Problem description
Write out exactly the lines below that run from the one containing "const FNV_PRIME: u64 = 1099511628211;" through the one containing "impl std::fmt::Debug for", both included, with no other lines.

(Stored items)
- - - - -
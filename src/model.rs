//! Fitted fare model: prediction, evaluation, and artifact persistence

use crate::data::{TaxiTrip, TaxiTripFarePrediction, FARE_AMOUNT};
use crate::error::{Result, TaxiFareError};
use crate::metrics::RegressionMetrics;
use crate::pipeline::FeaturePipeline;
use ndarray::Array1;
use polars::prelude::DataFrame;
use serde::{Deserialize, Serialize};
use std::collections::HashMap;
use std::fs::File;
use std::io::{BufReader, BufWriter, Read, Write};
use std::path::Path;
use xgboost::{Booster, DMatrix};

/// Metadata stored alongside the fitted pipeline
#[derive(Debug, Clone, Serialize, Deserialize)]
pub struct ModelMetadata {
    pub name: String,
    pub version: String,
    /// Training timestamp (RFC 3339)
    pub trained_at: String,
    pub feature_names: Vec<String>,
    pub target_name: String,
    pub model_type: String,
    pub hyperparameters: HashMap<String, String>,
    pub metrics: HashMap<String, f64>,
}

impl Default for ModelMetadata {
    fn default() -> Self {
        Self {
            name: "taxi-fare".to_string(),
            version: "1.0.0".to_string(),
            trained_at: String::new(),
            feature_names: Vec::new(),
            target_name: FARE_AMOUNT.to_string(),
            model_type: "gradient-boosted-trees".to_string(),
            hyperparameters: HashMap::new(),
            metrics: HashMap::new(),
        }
    }
}

impl ModelMetadata {
    pub fn new(name: impl Into<String>) -> Self {
        Self {
            name: name.into(),
            trained_at: chrono::Utc::now().to_rfc3339(),
            ..Default::default()
        }
    }

    pub fn with_features(mut self, features: Vec<String>) -> Self {
        self.feature_names = features;
        self
    }

    pub fn add_hyperparameter(mut self, key: impl Into<String>, value: impl Into<String>) -> Self {
        self.hyperparameters.insert(key.into(), value.into());
        self
    }

    pub fn add_metric(mut self, key: impl Into<String>, value: f64) -> Self {
        self.metrics.insert(key.into(), value);
        self
    }
}

/// On-disk artifact envelope. The booster payload is opaque library bytes;
/// the envelope guards it with magic bytes, a format version, and a checksum.
#[derive(Serialize, Deserialize)]
struct ModelArtifact {
    magic: [u8; 4],
    format_version: u32,
    checksum: u64,
    metadata: ModelMetadata,
    pipeline: FeaturePipeline,
    booster_bytes: Vec<u8>,
}

impl ModelArtifact {
    const MAGIC: [u8; 4] = *b"TXFM";
    const VERSION: u32 = 1;

    /// FNV-1a over the booster payload
    fn compute_checksum(data: &[u8]) -> u64 {
        const FNV_OFFSET: u64 = 14695981039346656037;
        const FNV_PRIME: u64 = 1099511628211;

        let mut hash = FNV_OFFSET;
        for byte in data {
            hash ^= *byte as u64;
            hash = hash.wrapping_mul(FNV_PRIME);
        }
        hash
    }
}

/// A fitted fare regression pipeline: encoders plus trained booster
pub struct FareModel {
    pipeline: FeaturePipeline,
    booster: Booster,
    metadata: ModelMetadata,
}

impl std::fmt::Debug for FareModel {
    fn fmt(&self, f: &mut std::fmt::Formatter<'_>) -> std::fmt::Result {
        f.debug_struct("FareModel")
            .field("pipeline", &self.pipeline)
            .field("metadata", &self.metadata)
            .field("booster", &"<opaque>")
            .finish()
    }
}

impl FareModel {
    pub(crate) fn new(pipeline: FeaturePipeline, booster: Booster, metadata: ModelMetadata) -> Self {
        Self {
            pipeline,
            booster,
            metadata,
        }
    }

    /// Predict fares for every row of a trip DataFrame
    pub fn predict(&self, df: &DataFrame) -> Result<Vec<f32>> {
        let x = self.pipeline.transform(df)?;
        let x_f32: Vec<f32> = x.iter().map(|&v| v as f32).collect();

        let dmatrix = DMatrix::from_dense(&x_f32, x.nrows())
            .map_err(|e| TaxiFareError::InferenceError(e.to_string()))?;
        self.booster
            .predict(&dmatrix)
            .map_err(|e| TaxiFareError::InferenceError(e.to_string()))
    }

    /// Predict the fare for a single trip; the record's own `fare_amount`
    /// plays no part in the prediction.
    pub fn predict_one(&self, trip: &TaxiTrip) -> Result<TaxiTripFarePrediction> {
        let df = TaxiTrip::to_dataframe(std::slice::from_ref(trip))?;
        let predictions = self.predict(&df)?;
        let fare = predictions
            .first()
            .copied()
            .ok_or_else(|| TaxiFareError::InferenceError("empty prediction output".to_string()))?;

        Ok(TaxiTripFarePrediction {
            fare_amount: fare as f64,
        })
    }

    /// Compute held-out regression metrics for a labeled DataFrame
    pub fn evaluate(&self, df: &DataFrame) -> Result<RegressionMetrics> {
        let y_true = self.pipeline.labels(df)?;
        let predictions = self.predict(df)?;
        let y_pred: Array1<f64> = predictions.iter().map(|&p| p as f64).collect();

        Ok(RegressionMetrics::compute(&y_true, &y_pred))
    }

    /// Persist the fitted pipeline to a single binary artifact file
    pub fn save(&self, path: impl AsRef<Path>) -> Result<()> {
        // The booster only serializes through the library's file API, so
        // round-trip it through a temp file to get the raw bytes.
        let tmp = tempfile::NamedTempFile::new()
            .map_err(|e| TaxiFareError::SerializationError(e.to_string()))?;
        self.booster
            .save(tmp.path())
            .map_err(|e| TaxiFareError::SerializationError(e.to_string()))?;
        let booster_bytes = std::fs::read(tmp.path())
            .map_err(|e| TaxiFareError::SerializationError(e.to_string()))?;

        let artifact = ModelArtifact {
            magic: ModelArtifact::MAGIC,
            format_version: ModelArtifact::VERSION,
            checksum: ModelArtifact::compute_checksum(&booster_bytes),
            metadata: self.metadata.clone(),
            pipeline: self.pipeline.clone(),
            booster_bytes,
        };

        let bytes = bincode::serialize(&artifact)
            .map_err(|e| TaxiFareError::SerializationError(e.to_string()))?;

        let file = File::create(path.as_ref())
            .map_err(|e| TaxiFareError::DataError(e.to_string()))?;
        let mut writer = BufWriter::new(file);
        writer
            .write_all(&bytes)
            .map_err(|e| TaxiFareError::DataError(e.to_string()))?;

        tracing::debug!(path = %path.as_ref().display(), bytes = bytes.len(), "model artifact written");
        Ok(())
    }

    /// Load a previously persisted artifact
    pub fn load(path: impl AsRef<Path>) -> Result<Self> {
        let path = path.as_ref();
        if !path.exists() {
            return Err(TaxiFareError::FileNotFound(path.display().to_string()));
        }

        let file = File::open(path).map_err(|e| TaxiFareError::DataError(e.to_string()))?;
        let mut reader = BufReader::new(file);
        let mut bytes = Vec::new();
        reader
            .read_to_end(&mut bytes)
            .map_err(|e| TaxiFareError::DataError(e.to_string()))?;

        let artifact: ModelArtifact = bincode::deserialize(&bytes)
            .map_err(|e| TaxiFareError::SerializationError(e.to_string()))?;

        if artifact.magic != ModelArtifact::MAGIC {
            return Err(TaxiFareError::SerializationError(
                "not a taxi fare model artifact".to_string(),
            ));
        }
        if artifact.format_version != ModelArtifact::VERSION {
            return Err(TaxiFareError::SerializationError(format!(
                "unsupported artifact format version {}",
                artifact.format_version
            )));
        }
        if ModelArtifact::compute_checksum(&artifact.booster_bytes) != artifact.checksum {
            return Err(TaxiFareError::SerializationError(
                "checksum verification failed - artifact may be corrupted".to_string(),
            ));
        }

        let booster = Booster::load_buffer(&artifact.booster_bytes)
            .map_err(|e| TaxiFareError::SerializationError(e.to_string()))?;

        Ok(Self {
            pipeline: artifact.pipeline,
            booster,
            metadata: artifact.metadata,
        })
    }

    /// Metadata recorded at training time
    pub fn metadata(&self) -> &ModelMetadata {
        &self.metadata
    }

    /// Feature names in matrix column order
    pub fn feature_names(&self) -> &[String] {
        self.pipeline.feature_names()
    }
}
- - - - -
Solution for this exercise
        const FNV_PRIME: u64 = 1099511628211;

        let mut hash = FNV_OFFSET;
        for byte in data {
            hash ^= *byte as u64;
            hash = hash.wrapping_mul(FNV_PRIME);
        }
        hash
    }
}

/// A fitted fare regression pipeline: encoders plus trained booster
pub struct FareModel {
    pipeline: FeaturePipeline,
    booster: Booster,
    metadata: ModelMetadata,
}

impl std::fmt::Debug for FareModel {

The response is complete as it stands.